Yuzo Koshiro – Streets of Rage (Data Discs remaster)

4 out of 5

Produced by: Shaun Crook (vinyl mastering)

Label: Data Discs

This isn’t my first time remarking this, but I think a good mark of quality for a soundtrack or score, movie or game, is whether or not you can “feel” the moments represented by the songs, even without an attachment to the  source.  This isn’t a necessary requirement, of course, depending on if you can separate appreciation for a concisely derived soundtrack, or a smart usage of cues, but nonetheless, I tend to give these things extra credit when I want to play the game or sre the movie after hearing the music.

Streets of Rage 2 is my jam.  That’s the one we owned, and that I played the Hell out of, and that the music instantly sounds familiar to me when I hear it.  SoR 1 – either it was more my brother’s game, we only rented / borrowed it, or maybe we played it after the sequel, but it doesn’t have the same nostalgia factor to me.  Yuzo Koshiro’s score sure makes me want to specifically play the first one, though, based on this entrancing and consistently grooving soundtrack.

The depth of some of these bleeps and bloops from the 80s and 90s continues to astound me.  Almost every song on SoR instantly evokes a sense of action, boppin’ down the road, pickin’ on mohawked dudes with a well-placed knee to the face.  The escalating panic of boss fights with ‘Attack of the Barbarian’ makes me want to do karate in the mirror; the gloomy dread of ‘The Last Soul’ has me brooding over fights I’ve, like, never had, but gosh darn it I will avenge something.

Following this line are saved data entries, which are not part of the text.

//! The dialogue session state machine.
//!
//! A [`DialogueSession`] drives one NPC conversation:
//!
//! ```text
//! Idle -> Greeting -> AwaitingAnswer -> (HintPending)* -> Reacting -> Idle
//! ```
//!
//! with `Closed` reachable from any phase. At most one typed-text effect is
//! active at a time. Operations that need the dialogue surface while an
//! effect is running fail with `DomainError::SessionBusy`; the caller either
//! waits for the effect or skips it.
//!
//! The session owns the per-question hint allowance. The hint resolver and
//! score calculator never enforce it.

use std::sync::{Arc, Mutex, MutexGuard, PoisonError, Weak};

use cloudsolver_content::domain::npc::NpcProfile;
use cloudsolver_content::domain::roster::NpcRoster;
use cloudsolver_core::clock::Clock;
use cloudsolver_core::error::DomainError;
use cloudsolver_core::rng::{SharedRng, choose_index};
use cloudsolver_hints::application::resolver::HintResolver;
use cloudsolver_hints::domain::hint::Hint;
use cloudsolver_progression::domain::state::{ProgressionState, ScoreApplication};
use cloudsolver_scoring::domain::calculator::ScoreCalculator;
use cloudsolver_scoring::domain::question::Question;
use cloudsolver_scoring::domain::score::ScoreResult;
use cloudsolver_scoring::domain::submission::AnswerSubmission;
use serde::Serialize;
use tokio::time::Instant;
use tracing::{debug, info, instrument};
use uuid::Uuid;

use super::effect::{EffectOutcome, TypedEffect, wait_done};
use super::sink::{EventEmitter, EventSink};
use super::timer::QuestionTimer;
use crate::domain::config::DialogueConfig;
use crate::domain::events::{
    AchievementsUnlocked, HintShown, LevelChanged, PresentationEventKind, QuestionPresented,
    ScoreComputed, SessionClosed, TimerTicked,
};
use crate::domain::phase::DialoguePhase;
use crate::domain::summary::SessionSummary;

/// Collaborators injected into a session.
pub struct SessionDependencies {
    /// NPC profiles.
    pub roster: Arc<NpcRoster>,
    /// Hint lookup.
    pub resolver: HintResolver,
    /// The player's progression, shared with whoever persists it.
    pub progression: Arc<Mutex<ProgressionState>>,
    /// Where presentation events go.
    pub sink: Arc<dyn EventSink>,
    /// Timestamps for event metadata.
    pub clock: Arc<dyn Clock>,
    /// Reaction line selection.
    pub rng: SharedRng,
}

/// Result of a scored answer.
#[derive(Debug, Clone, PartialEq, Serialize)]
pub struct AnswerOutcome {
    /// Score breakdown.
    pub score: ScoreResult,
    /// What changed in the player's progression.
    pub application: ScoreApplication,
    /// The NPC's reaction line, as it is being typed.
    pub reaction: String,
    /// Whether the answer was submitted by the question timer.
    pub timed_out: bool,
}

#[derive(Debug, Clone, Copy, PartialEq, Eq)]
enum EffectKind {
    Greeting,
    Hint,
    Reaction,
}

struct OpenQuestion {
    question: Question,
    started_at: Instant,
    hints_used: u32,
    timer: QuestionTimer,
}

struct SessionState {
    phase: DialoguePhase,
    npc: Option<NpcProfile>,
    greeting_index: usize,
    effect: Option<TypedEffect>,
    question: Option<OpenQuestion>,
    question_epoch: u64,
    hint_inflight: bool,
    summary: SessionSummary,
}

impl SessionState {
    fn summary_with_npc(&self) -> SessionSummary {
        SessionSummary {
            npc_id: self.npc.as_ref().map(|npc| npc.id.clone()),
            ..self.summary.clone()
        }
    }
}

struct Shared {
    session_id: Uuid,
    roster: Arc<NpcRoster>,
    resolver: HintResolver,
    progression: Arc<Mutex<ProgressionState>>,
    rng: SharedRng,
    emitter: Arc<EventEmitter>,
    config: DialogueConfig,
    state: Mutex<SessionState>,
}

/// A single NPC conversation. Cloning yields another handle to the same
/// session.
#[derive(Clone)]
pub struct DialogueSession {
    shared: Arc<Shared>,
}

impl std::fmt::Debug for DialogueSession {
    fn fmt(&self, f: &mut std::fmt::Formatter<'_>) -> std::fmt::Result {
        f.debug_struct("DialogueSession")
            .field("session_id", &self.shared.session_id)
            .finish_non_exhaustive()
    }
}

fn closed() -> DomainError {
    DomainError::InvalidTransition("session is closed".to_owned())
}

fn poisoned() -> DomainError {
    DomainError::Infrastructure("dialogue session lock poisoned".to_owned())
}

/// Returns the session to `AwaitingAnswer` if a hint request is dropped
/// while the resolver is still running.
struct PendingHint<'a> {
    shared: &'a Shared,
    epoch: u64,
    delivered: bool,
}

impl Drop for PendingHint<'_> {
    fn drop(&mut self) {
        if self.delivered {
            return;
        }
        let mut state = self.shared.state.lock().unwrap_or_else(PoisonError::into_inner);
        if state.question_epoch == self.epoch
            && state.phase == DialoguePhase::HintPending
            && state.hint_inflight
        {
            state.hint_inflight = false;
            state.phase = DialoguePhase::AwaitingAnswer;
            debug!(epoch = self.epoch, "hint request abandoned");
        }
    }
}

Which isn’t to suggest its the 16-bit era equivalent of a Korn album or something.  Far from it.  Sidescrollers – that era of games – are all about keeping you button-tapping for a saveless / permadeath couple of hours; the score must be engaging and memorable to kick you pleasantly swayed.  Not only do tracks like ‘Dilapidated Town’ and ‘Moon Beach’ immediately bring to mind the appropriate imagery, even without knowing the titles, they also set your toe tapping, head bobbing, and maybe fingers a’twitching.  As good as these moments are, though, they can’t step to the awesome intro theme, which should get you all revved up for the experience (or game) to follow, and whether intended or not, it ends up bringing an equally fantastic lead-in to the echoes of the theme on the ‘Player Select’ theme / screen, rife with promise (…of three potential characters to choose.)

Admittedly, the B-Side falls off a bit.  ‘Beatnik on the Ship’ feels like a retread of the bop of A-Side tracks like ‘Keep the Groovin’ ,’ and ‘Violent Breathing’ is the only tonal mismatch on the album of name to tune.  The tracks feel a bit more clipped; snippets.  But: On the whole, the sense of composition is still there, and the one-two punch of final showdown ‘Big Boss’ and the fascinatingly somber closer ‘My Little Baby’ – with SoR the ending was always facing that it’s just one down, more to come – is impactful.

A wonderful mastering for Data Discs by Shaun Crook, maintaining the lo-fi digital sound of the original but at modern-day clarity and volume.  Packaged w/ DD’s precise and pristine tastes: OBI strip, full bleed art, and a couple of inserts of game art.